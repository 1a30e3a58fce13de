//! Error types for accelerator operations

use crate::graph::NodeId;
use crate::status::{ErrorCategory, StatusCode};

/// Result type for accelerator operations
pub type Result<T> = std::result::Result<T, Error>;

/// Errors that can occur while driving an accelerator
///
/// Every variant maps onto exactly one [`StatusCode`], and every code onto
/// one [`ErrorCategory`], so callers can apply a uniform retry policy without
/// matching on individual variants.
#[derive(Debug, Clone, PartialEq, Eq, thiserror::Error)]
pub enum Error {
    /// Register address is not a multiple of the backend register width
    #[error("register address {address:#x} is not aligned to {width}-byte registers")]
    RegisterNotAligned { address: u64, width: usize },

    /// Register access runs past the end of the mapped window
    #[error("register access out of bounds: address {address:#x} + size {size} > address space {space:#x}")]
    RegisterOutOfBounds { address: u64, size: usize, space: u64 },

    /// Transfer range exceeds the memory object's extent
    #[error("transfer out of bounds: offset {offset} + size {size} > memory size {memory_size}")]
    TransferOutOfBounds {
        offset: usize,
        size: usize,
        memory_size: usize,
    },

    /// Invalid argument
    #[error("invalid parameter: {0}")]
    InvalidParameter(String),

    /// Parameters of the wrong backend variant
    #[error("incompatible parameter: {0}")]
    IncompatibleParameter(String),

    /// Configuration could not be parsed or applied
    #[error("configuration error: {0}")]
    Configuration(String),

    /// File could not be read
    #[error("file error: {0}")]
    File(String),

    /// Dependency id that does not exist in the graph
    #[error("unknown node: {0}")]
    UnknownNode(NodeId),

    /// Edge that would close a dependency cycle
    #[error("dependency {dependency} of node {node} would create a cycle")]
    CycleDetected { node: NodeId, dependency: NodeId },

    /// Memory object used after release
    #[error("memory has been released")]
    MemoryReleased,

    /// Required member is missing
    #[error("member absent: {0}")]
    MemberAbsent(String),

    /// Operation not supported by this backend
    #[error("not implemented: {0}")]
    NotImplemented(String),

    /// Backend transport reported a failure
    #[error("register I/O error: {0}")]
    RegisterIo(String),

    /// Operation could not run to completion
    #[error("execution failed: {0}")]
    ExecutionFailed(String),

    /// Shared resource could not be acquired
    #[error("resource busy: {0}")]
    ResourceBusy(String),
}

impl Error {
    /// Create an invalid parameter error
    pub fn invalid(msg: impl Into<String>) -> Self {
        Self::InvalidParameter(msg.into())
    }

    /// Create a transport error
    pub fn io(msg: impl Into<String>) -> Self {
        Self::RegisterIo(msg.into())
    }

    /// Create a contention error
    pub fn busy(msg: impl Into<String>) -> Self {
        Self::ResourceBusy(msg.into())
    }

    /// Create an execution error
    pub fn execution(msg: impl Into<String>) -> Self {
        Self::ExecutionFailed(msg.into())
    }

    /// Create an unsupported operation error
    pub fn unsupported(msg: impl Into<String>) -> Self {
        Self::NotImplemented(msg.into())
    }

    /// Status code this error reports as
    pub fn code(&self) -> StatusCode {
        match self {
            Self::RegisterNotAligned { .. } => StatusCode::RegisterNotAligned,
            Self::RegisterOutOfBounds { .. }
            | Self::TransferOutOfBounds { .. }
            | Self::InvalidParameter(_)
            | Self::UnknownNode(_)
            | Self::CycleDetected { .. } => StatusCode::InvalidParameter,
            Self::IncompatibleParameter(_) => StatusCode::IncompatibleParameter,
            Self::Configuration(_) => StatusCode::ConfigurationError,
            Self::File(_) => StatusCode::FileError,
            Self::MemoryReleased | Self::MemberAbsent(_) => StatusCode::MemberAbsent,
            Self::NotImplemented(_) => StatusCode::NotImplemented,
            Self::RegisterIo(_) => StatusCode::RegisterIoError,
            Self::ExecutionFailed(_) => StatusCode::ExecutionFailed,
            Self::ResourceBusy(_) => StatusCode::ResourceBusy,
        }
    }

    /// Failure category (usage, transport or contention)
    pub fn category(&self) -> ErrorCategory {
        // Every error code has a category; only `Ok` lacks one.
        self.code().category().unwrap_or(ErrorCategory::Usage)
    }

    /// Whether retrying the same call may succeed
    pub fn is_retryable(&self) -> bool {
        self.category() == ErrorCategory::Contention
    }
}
════
**EXERCISE GOAL**:
From the line containing "pub fn unsupported(msg: impl" to the last line above, repeat every line exactly and nothing else.

**COMPLETED EXERCISE**:
    pub fn unsupported(msg: impl Into<String>) -> Self {
        Self::NotImplemented(msg.into())
    }

    /// Status code this error reports as
    pub fn code(&self) -> StatusCode {
        match self {
            Self::RegisterNotAligned { .. } => StatusCode::RegisterNotAligned,
            Self::RegisterOutOfBounds { .. }
            | Self::TransferOutOfBounds { .. }
            | Self::InvalidParameter(_)
            | Self::UnknownNode(_)
            | Self::CycleDetected { .. } => StatusCode::InvalidParameter,
            Self::IncompatibleParameter(_) => StatusCode::IncompatibleParameter,
            Self::Configuration(_) => StatusCode::ConfigurationError,
            Self::File(_) => StatusCode::FileError,
            Self::MemoryReleased | Self::MemberAbsent(_) => StatusCode::MemberAbsent,
            Self::NotImplemented(_) => StatusCode::NotImplemented,
            Self::RegisterIo(_) => StatusCode::RegisterIoError,
            Self::ExecutionFailed(_) => StatusCode::ExecutionFailed,
            Self::ResourceBusy(_) => StatusCode::ResourceBusy,
        }
    }

    /// Failure category (usage, transport or contention)
    pub fn category(&self) -> ErrorCategory {
        // Every error code has a category; only `Ok` lacks one.
        self.code().category().unwrap_or(ErrorCategory::Usage)
    }

    /// Whether retrying the same call may succeed
    pub fn is_retryable(&self) -> bool {
        self.category() == ErrorCategory::Contention
    }
}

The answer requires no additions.